Nothing in the records that follow should differ once you have copied them out.

• [INPUT DATA]
Segment Open

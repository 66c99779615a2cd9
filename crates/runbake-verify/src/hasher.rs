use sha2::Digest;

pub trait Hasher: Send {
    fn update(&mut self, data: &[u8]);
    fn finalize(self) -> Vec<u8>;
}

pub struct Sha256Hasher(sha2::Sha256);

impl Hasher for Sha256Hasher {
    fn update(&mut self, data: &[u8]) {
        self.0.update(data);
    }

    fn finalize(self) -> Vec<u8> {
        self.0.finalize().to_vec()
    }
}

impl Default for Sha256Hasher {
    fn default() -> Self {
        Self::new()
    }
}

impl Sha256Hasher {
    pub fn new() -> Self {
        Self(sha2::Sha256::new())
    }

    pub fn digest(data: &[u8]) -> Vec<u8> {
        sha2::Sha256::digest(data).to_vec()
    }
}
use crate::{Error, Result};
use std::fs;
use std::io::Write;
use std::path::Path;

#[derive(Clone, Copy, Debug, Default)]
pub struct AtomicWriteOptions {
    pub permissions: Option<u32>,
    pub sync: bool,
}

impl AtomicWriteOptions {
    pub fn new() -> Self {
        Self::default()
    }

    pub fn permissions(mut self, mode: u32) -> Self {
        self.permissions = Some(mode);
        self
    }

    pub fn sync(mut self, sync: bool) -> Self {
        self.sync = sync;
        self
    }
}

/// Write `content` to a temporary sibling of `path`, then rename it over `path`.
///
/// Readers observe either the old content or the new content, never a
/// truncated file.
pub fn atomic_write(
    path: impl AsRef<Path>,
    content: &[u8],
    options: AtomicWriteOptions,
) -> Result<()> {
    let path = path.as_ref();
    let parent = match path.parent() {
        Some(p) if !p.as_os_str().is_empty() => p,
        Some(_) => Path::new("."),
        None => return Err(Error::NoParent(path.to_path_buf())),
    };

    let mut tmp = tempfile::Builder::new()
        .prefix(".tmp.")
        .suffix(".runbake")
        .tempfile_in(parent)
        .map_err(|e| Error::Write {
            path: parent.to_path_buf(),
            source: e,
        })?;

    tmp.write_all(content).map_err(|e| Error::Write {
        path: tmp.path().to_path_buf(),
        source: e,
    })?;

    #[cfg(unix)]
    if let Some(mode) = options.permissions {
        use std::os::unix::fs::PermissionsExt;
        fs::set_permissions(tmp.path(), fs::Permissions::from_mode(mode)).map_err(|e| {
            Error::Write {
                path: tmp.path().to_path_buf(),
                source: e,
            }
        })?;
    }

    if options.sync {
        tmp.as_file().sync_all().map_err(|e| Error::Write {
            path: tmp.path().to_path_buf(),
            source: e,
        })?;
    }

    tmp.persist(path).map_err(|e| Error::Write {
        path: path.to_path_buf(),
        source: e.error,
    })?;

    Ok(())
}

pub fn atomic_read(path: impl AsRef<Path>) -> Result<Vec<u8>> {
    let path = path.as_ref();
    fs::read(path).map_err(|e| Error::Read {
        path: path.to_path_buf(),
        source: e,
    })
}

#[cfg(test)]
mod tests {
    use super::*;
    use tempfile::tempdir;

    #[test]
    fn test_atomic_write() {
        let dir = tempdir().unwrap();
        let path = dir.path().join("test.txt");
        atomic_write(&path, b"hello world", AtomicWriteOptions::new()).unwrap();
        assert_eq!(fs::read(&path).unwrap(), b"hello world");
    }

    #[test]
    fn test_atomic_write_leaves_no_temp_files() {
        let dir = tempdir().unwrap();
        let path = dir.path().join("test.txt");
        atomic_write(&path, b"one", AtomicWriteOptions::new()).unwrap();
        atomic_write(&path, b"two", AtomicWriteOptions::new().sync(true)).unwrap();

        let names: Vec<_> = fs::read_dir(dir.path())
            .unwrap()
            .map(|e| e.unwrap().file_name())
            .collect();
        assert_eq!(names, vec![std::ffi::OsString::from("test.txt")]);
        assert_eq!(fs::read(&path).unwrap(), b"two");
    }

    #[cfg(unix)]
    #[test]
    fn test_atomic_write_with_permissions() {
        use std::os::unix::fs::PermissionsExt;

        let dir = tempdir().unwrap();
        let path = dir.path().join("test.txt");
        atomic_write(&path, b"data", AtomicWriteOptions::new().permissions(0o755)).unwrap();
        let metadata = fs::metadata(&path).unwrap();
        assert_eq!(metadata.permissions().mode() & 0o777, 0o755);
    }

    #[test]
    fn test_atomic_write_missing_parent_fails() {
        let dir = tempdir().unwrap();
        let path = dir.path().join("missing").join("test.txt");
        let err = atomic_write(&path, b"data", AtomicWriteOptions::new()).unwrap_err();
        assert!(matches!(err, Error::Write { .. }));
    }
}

Segment Closed

• [SOLUTION TO THE PROBLEM]
repository 66c99779615a2cd9
filename crates/runbake-verify/src/hasher.rs
use sha2::Digest;

pub trait Hasher: Send {
    fn update(&mut self, data: &[u8]);
    fn finalize(self) -> Vec<u8>;
}

pub struct Sha256Hasher(sha2::Sha256);

impl Hasher for Sha256Hasher {
    fn update(&mut self, data: &[u8]) {
        self.0.update(data);
    }

    fn finalize(self) -> Vec<u8> {
        self.0.finalize().to_vec()
    }
}

impl Default for Sha256Hasher {
    fn default() -> Self {
        Self::new()
    }
}

impl Sha256Hasher {
    pub fn new() -> Self {
        Self(sha2::Sha256::new())
    }

    pub fn digest(data: &[u8]) -> Vec<u8> {
        sha2::Sha256::digest(data).to_vec()
    }
}
use crate::{Error, Result};
use std::fs;
use std::io::Write;
use std::path::Path;

#[derive(Clone, Copy, Debug, Default)]
pub struct AtomicWriteOptions {
    pub permissions: Option<u32>,
    pub sync: bool,
}

impl AtomicWriteOptions {
    pub fn new() -> Self {
        Self::default()
    }

    pub fn permissions(mut self, mode: u32) -> Self {
        self.permissions = Some(mode);
        self
    }

    pub fn sync(mut self, sync: bool) -> Self {
        self.sync = sync;
        self
    }
}

/// Write `content` to a temporary sibling of `path`, then rename it over `path`.
///
/// Readers observe either the old content or the new content, never a
/// truncated file.
pub fn atomic_write(
    path: impl AsRef<Path>,
    content: &[u8],
    options: AtomicWriteOptions,
) -> Result<()> {
    let path = path.as_ref();
    let parent = match path.parent() {
        Some(p) if !p.as_os_str().is_empty() => p,
        Some(_) => Path::new("."),
        None => return Err(Error::NoParent(path.to_path_buf())),
    };

    let mut tmp = tempfile::Builder::new()
        .prefix(".tmp.")
        .suffix(".runbake")
        .tempfile_in(parent)
        .map_err(|e| Error::Write {
            path: parent.to_path_buf(),
            source: e,
        })?;

    tmp.write_all(content).map_err(|e| Error::Write {
        path: tmp.path().to_path_buf(),
        source: e,
    })?;

    #[cfg(unix)]
    if let Some(mode) = options.permissions {
        use std::os::unix::fs::PermissionsExt;
        fs::set_permissions(tmp.path(), fs::Permissions::from_mode(mode)).map_err(|e| {
            Error::Write {
                path: tmp.path().to_path_buf(),
                source: e,
            }
        })?;
    }

    if options.sync {
        tmp.as_file().sync_all().map_err(|e| Error::Write {
            path: tmp.path().to_path_buf(),
            source: e,
        })?;
    }

    tmp.persist(path).map_err(|e| Error::Write {
        path: path.to_path_buf(),
        source: e.error,
    })?;

    Ok(())
}

pub fn atomic_read(path: impl AsRef<Path>) -> Result<Vec<u8>> {
    let path = path.as_ref();
    fs::read(path).map_err(|e| Error::Read {
        path: path.to_path_buf(),
        source: e,
    })
}

#[cfg(test)]
mod tests {
    use super::*;
    use tempfile::tempdir;

    #[test]
    fn test_atomic_write() {
        let dir = tempdir().unwrap();
        let path = dir.path().join("test.txt");
        atomic_write(&path, b"hello world", AtomicWriteOptions::new()).unwrap();
        assert_eq!(fs::read(&path).unwrap(), b"hello world");
    }

    #[test]
    fn test_atomic_write_leaves_no_temp_files() {
        let dir = tempdir().unwrap();
        let path = dir.path().join("test.txt");
        atomic_write(&path, b"one", AtomicWriteOptions::new()).unwrap();
        atomic_write(&path, b"two", AtomicWriteOptions::new().sync(true)).unwrap();

        let names: Vec<_> = fs::read_dir(dir.path())
            .unwrap()
            .map(|e| e.unwrap().file_name())
            .collect();
        assert_eq!(names, vec![std::ffi::OsString::from("test.txt")]);
        assert_eq!(fs::read(&path).unwrap(), b"two");
    }

    #[cfg(unix)]
    #[test]
    fn test_atomic_write_with_permissions() {
        use std::os::unix::fs::PermissionsExt;

        let dir = tempdir().unwrap();
        let path = dir.path().join("test.txt");
        atomic_write(&path, b"data", AtomicWriteOptions::new().permissions(0o755)).unwrap();
        let metadata = fs::metadata(&path).unwrap();
        assert_eq!(metadata.permissions().mode() & 0o777, 0o755);
    }

    #[test]
    fn test_atomic_write_missing_parent_fails() {
        let dir = tempdir().unwrap();
        let path = dir.path().join("missing").join("test.txt");
        let err = atomic_write(&path, b"data", AtomicWriteOptions::new()).unwrap_err();
        assert!(matches!(err, Error::Write { .. }));
    }
}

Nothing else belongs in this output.